§ Exercise requirements
Pull out every line with the word "shares" from the entries below.

......

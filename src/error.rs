// Error taxonomy shared by the session, the gateway client and the CLI.
// Callers branch on the variant; the Display text is what the CLI prints.

use reqwest::StatusCode;
use thiserror::Error;

/// Failure of a single transport round-trip (connection, timeout, body read).
/// A non-2xx status is not a transport error.
#[derive(Error, Debug, Clone)]
#[error("{message}")]
pub struct TransportError {
    message: String,
}

impl TransportError {
    pub fn new(message: impl Into<String>) -> Self {
        Self {
            message: message.into(),
        }
    }
}

impl From<reqwest::Error> for TransportError {
    fn from(err: reqwest::Error) -> Self {
        Self::new(err.to_string())
    }
}

#[derive(Error, Debug)]
pub enum ClientError {
    /// Credentials needed for login are missing.
    #[error("configuration error: {0}")]
    Configuration(String),

    /// The API-key exchange failed.
    #[error("login failed: {0}")]
    Authentication(String),

    /// Any other remote call failed.
    #[error("request to {path} failed: {reason}")]
    Request {
        path: String,
        status: Option<StatusCode>,
        reason: String,
    },

    /// A local precondition failed before anything was sent.
    #[error("invalid input: {0}")]
    Validation(String),
}

impl ClientError {
    pub(crate) fn request(
        path: &str,
        status: Option<StatusCode>,
        reason: impl Into<String>,
    ) -> Self {
        ClientError::Request {
            path: path.to_string(),
            status,
            reason: reason.into(),
        }
    }

    /// HTTP status of a failed request, when the server answered at all.
    pub fn status(&self) -> Option<StatusCode> {
        match self {
            ClientError::Request { status, .. } => *status,
            _ => None,
        }
    }
}

pub type Result<T> = std::result::Result<T, ClientError>;

#[cfg(test)]
mod tests {
    use super::*;

    #[test]
    fn request_error_names_path_and_cause() {
        let status = Some(StatusCode::BAD_GATEWAY);
        let err = ClientError::request("wallet/balance", status, "upstream down");
        assert_eq!(err.to_string(), "request to wallet/balance failed: upstream down");
        assert_eq!(err.status(), Some(StatusCode::BAD_GATEWAY));
    }

    #[test]
    fn only_request_errors_carry_a_status() {
        assert_eq!(ClientError::Validation("x".into()).status(), None);
        assert_eq!(ClientError::Authentication("x".into()).status(), None);
    }
}
// Command-line surface: one subcommand per gateway call.

use std::fs;
use std::path::PathBuf;

use anyhow::{Context, Result};
use clap::{Args, Parser, Subcommand};
use indicatif::{ProgressBar, ProgressStyle};
use serde_json::{json, Value};

use crate::api::ApiClient;
use crate::params::{
    LeaderboardQuery, MarketFilter, NewMarket, Page, PresignRequest, QuoteRequest, TradeSide,
};

/// SeeSaw prediction market CLI.
#[derive(Parser, Debug)]
#[command(name = "seesaw")]
#[command(version, about, long_about = None)]
pub struct Cli {
    /// Log filter when SEESAW_LOG is unset (error, warn, info, debug)
    #[arg(long, global = true, default_value = "warn")]
    pub log_level: String,

    #[command(subcommand)]
    pub command: Command,
}

#[derive(Args, Debug, Clone, Copy)]
pub struct PageArgs {
    #[arg(long, default_value_t = 1)]
    pub page: u32,
    #[arg(long, default_value_t = 20)]
    pub limit: u32,
}

impl From<PageArgs> for Page {
    fn from(args: PageArgs) -> Self {
        Page::new(args.page, args.limit)
    }
}

#[derive(Subcommand, Debug)]
pub enum Command {
    /// Get wallet balance
    Balance,
    /// Get transaction history
    Transactions(PageArgs),
    /// Get credit history
    CreditHistory(PageArgs),
    /// Get daily gift status
    DailyGiftStatus,
    /// Claim daily gift
    ClaimDailyGift,

    /// List prediction markets
    ListMarkets {
        #[command(flatten)]
        page: PageArgs,
        #[arg(long, default_value = "active")]
        status: String,
        #[arg(long = "category")]
        category_id: Option<String>,
    },
    /// Get market details
    GetMarket {
        /// Market ID
        id: String,
    },
    /// Get market activity
    MarketActivity {
        market_id: String,
        #[command(flatten)]
        page: PageArgs,
    },
    /// Get price history
    PriceHistory { market_id: String },
    /// Get market holders
    Holders {
        market_id: String,
        #[command(flatten)]
        page: PageArgs,
    },
    /// Get market traders
    Traders {
        market_id: String,
        #[command(flatten)]
        page: PageArgs,
    },

    /// Get a quote
    Quote {
        market_id: String,
        option_id: String,
        amount: u64,
        #[arg(long, value_enum, default_value_t = TradeSide::Buy)]
        side: TradeSide,
    },
    /// Buy shares
    Buy {
        market_id: String,
        option_id: String,
        amount: u64,
    },
    /// Sell shares
    Sell {
        market_id: String,
        option_id: String,
        shares: u64,
    },
    /// Get positions
    Positions(PageArgs),
    /// Get trade history
    TradeHistory(PageArgs),

    /// Get user profile
    Profile {
        /// User ID (use 'me' for current user)
        user_id: String,
    },
    /// List default avatars
    DefaultAvatars,
    /// Get leaderboard
    Leaderboard {
        #[command(flatten)]
        page: PageArgs,
        #[arg(long, default_value = "all")]
        timeframe: String,
    },
    /// Get user followers
    Followers {
        user_id: String,
        #[command(flatten)]
        page: PageArgs,
    },
    /// Get users followed by user
    Following {
        user_id: String,
        #[command(flatten)]
        page: PageArgs,
    },
    /// Get user favorites
    Favorites {
        user_id: String,
        #[command(flatten)]
        page: PageArgs,
    },
    /// Follow a user
    Follow { user_id: String },
    /// Unfollow a user
    Unfollow { user_id: String },
    /// Block a user
    Block { user_id: String },
    /// Unblock a user
    Unblock { user_id: String },

    /// Get market comments
    Comments {
        market_id: String,
        #[command(flatten)]
        page: PageArgs,
    },
    /// Add a comment
    AddComment { market_id: String, content: String },
    /// Delete a comment
    DeleteComment { market_id: String, comment_id: String },
    /// Favorite a market
    Favorite { market_id: String },
    /// Unfavorite a market
    Unfavorite { market_id: String },

    /// List challenges
    Challenges,
    /// Claim challenge reward
    ClaimChallenge { challenge_id: String },

    /// Get oracle status
    OracleStatus { prediction_id: String },
    /// Assert prediction result
    Assert { prediction_id: String, option_id: String },
    /// Dispute prediction result
    Dispute { prediction_id: String, option_id: String },
    /// Vote on prediction result
    Vote { prediction_id: String, option_id: String },
    /// Settle prediction
    Settle { prediction_id: String },

    /// List categories
    Categories,

    /// Create a new market
    CreateMarket {
        #[arg(long)]
        title: String,
        #[arg(long, num_args = 1.., required = true)]
        options: Vec<String>,
        /// ISO8601 string
        #[arg(long)]
        end_time: String,
        #[arg(long)]
        description: Option<String>,
        /// Initial probabilities
        #[arg(long, num_args = 1..)]
        probs: Option<Vec<u32>>,
        /// Image URLs
        #[arg(long, num_args = 1..)]
        images: Option<Vec<String>>,
    },
    /// Upload an image
    Upload {
        /// Path to image file
        file: PathBuf,
        #[arg(long = "type", default_value = "image/jpeg")]
        content_type: String,
        #[arg(long = "ext", default_value = "jpg")]
        extension: String,
    },
}

/// Run one command against the gateway and return the JSON to print.
pub fn dispatch(api: &mut ApiClient, command: Command) -> Result<Value> {
    let value = match command {
        Command::Balance => api.get_balance()?,
        Command::Transactions(page) => api.get_transactions(page.into())?,
        Command::CreditHistory(page) => api.get_credit_history(page.into())?,
        Command::DailyGiftStatus => api.get_daily_gift_status()?,
        Command::ClaimDailyGift => api.claim_daily_gift()?,

        Command::ListMarkets {
            page,
            status,
            category_id,
        } => api.list_markets(&MarketFilter {
            page: page.into(),
            status,
            category_id,
        })?,
        Command::GetMarket { id } => api.get_market(&id)?,
        Command::MarketActivity { market_id, page } => {
            api.get_market_activity(&market_id, page.into())?
        }
        Command::PriceHistory { market_id } => api.get_price_history(&market_id)?,
        Command::Holders { market_id, page } => api.get_holders(&market_id, page.into())?,
        Command::Traders { market_id, page } => api.get_traders(&market_id, page.into())?,

        Command::Quote {
            market_id,
            option_id,
            amount,
            side,
        } => api.get_quote(&QuoteRequest {
            market_id,
            option_id,
            amount,
            side,
        })?,
        Command::Buy {
            market_id,
            option_id,
            amount,
        } => api.buy(&market_id, &option_id, amount)?,
        Command::Sell {
            market_id,
            option_id,
            shares,
        } => api.sell(&market_id, &option_id, shares)?,
        Command::Positions(page) => api.get_positions(page.into())?,
        Command::TradeHistory(page) => api.get_trade_history(page.into())?,

        Command::Profile { user_id } => api.get_profile(&user_id)?,
        Command::DefaultAvatars => api.get_default_avatars()?,
        Command::Leaderboard { page, timeframe } => api.get_leaderboard(&LeaderboardQuery {
            page: page.into(),
            timeframe,
        })?,
        Command::Followers { user_id, page } => api.get_followers(&user_id, page.into())?,
        Command::Following { user_id, page } => api.get_following(&user_id, page.into())?,
        Command::Favorites { user_id, page } => api.get_favorites(&user_id, page.into())?,
        Command::Follow { user_id } => api.follow(&user_id)?,
        Command::Unfollow { user_id } => api.unfollow(&user_id)?,
        Command::Block { user_id } => api.block(&user_id)?,
        Command::Unblock { user_id } => api.unblock(&user_id)?,

        Command::Comments { market_id, page } => api.get_comments(&market_id, page.into())?,
        Command::AddComment { market_id, content } => api.add_comment(&market_id, &content)?,
        Command::DeleteComment {
            market_id,
            comment_id,
        } => api.delete_comment(&market_id, &comment_id)?,
        Command::Favorite { market_id } => api.favorite(&market_id)?,
        Command::Unfavorite { market_id } => api.unfavorite(&market_id)?,

        Command::Challenges => api.list_challenges()?,
        Command::ClaimChallenge { challenge_id } => api.claim_challenge(&challenge_id)?,

        Command::OracleStatus { prediction_id } => api.get_oracle_status(&prediction_id)?,
        Command::Assert {
            prediction_id,
            option_id,
        } => api.assert_result(&prediction_id, &option_id)?,
        Command::Dispute {
            prediction_id,
            option_id,
        } => api.dispute_result(&prediction_id, &option_id)?,
        Command::Vote {
            prediction_id,
            option_id,
        } => api.vote(&prediction_id, &option_id)?,
        Command::Settle { prediction_id } => api.settle(&prediction_id)?,

        Command::Categories => api.list_categories()?,

        Command::CreateMarket {
            title,
            options,
            end_time,
            description,
            probs,
            images,
        } => {
            let market = NewMarket {
                description,
                initial_probabilities: probs,
                image_urls: images,
                ..NewMarket::new(title, options, end_time)
            };
            api.create_market(&market)?
        }
        Command::Upload {
            file,
            content_type,
            extension,
        } => {
            let bytes =
                fs::read(&file).with_context(|| format!("failed to read {}", file.display()))?;
            let presign = PresignRequest {
                content_type,
                file_extension: extension,
            };
            let spinner = ProgressBar::new_spinner();
            if let Ok(style) = ProgressStyle::with_template("{spinner} {msg}") {
                spinner.set_style(style);
            }
            spinner.set_message("Uploading...");
            let uploaded = api.upload(bytes, &presign);
            spinner.finish_and_clear();
            json!({ "file_url": uploaded? })
        }
    };
    Ok(value)
}

/// Indented JSON as printed on stdout.
pub fn render(value: &Value) -> Result<String> {
    Ok(serde_json::to_string_pretty(value)?)
}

......

§ Result below
    /// Buy shares
    /// Sell shares
        shares: u64,
            shares,
        } => api.sell(&market_id, &option_id, shares)?,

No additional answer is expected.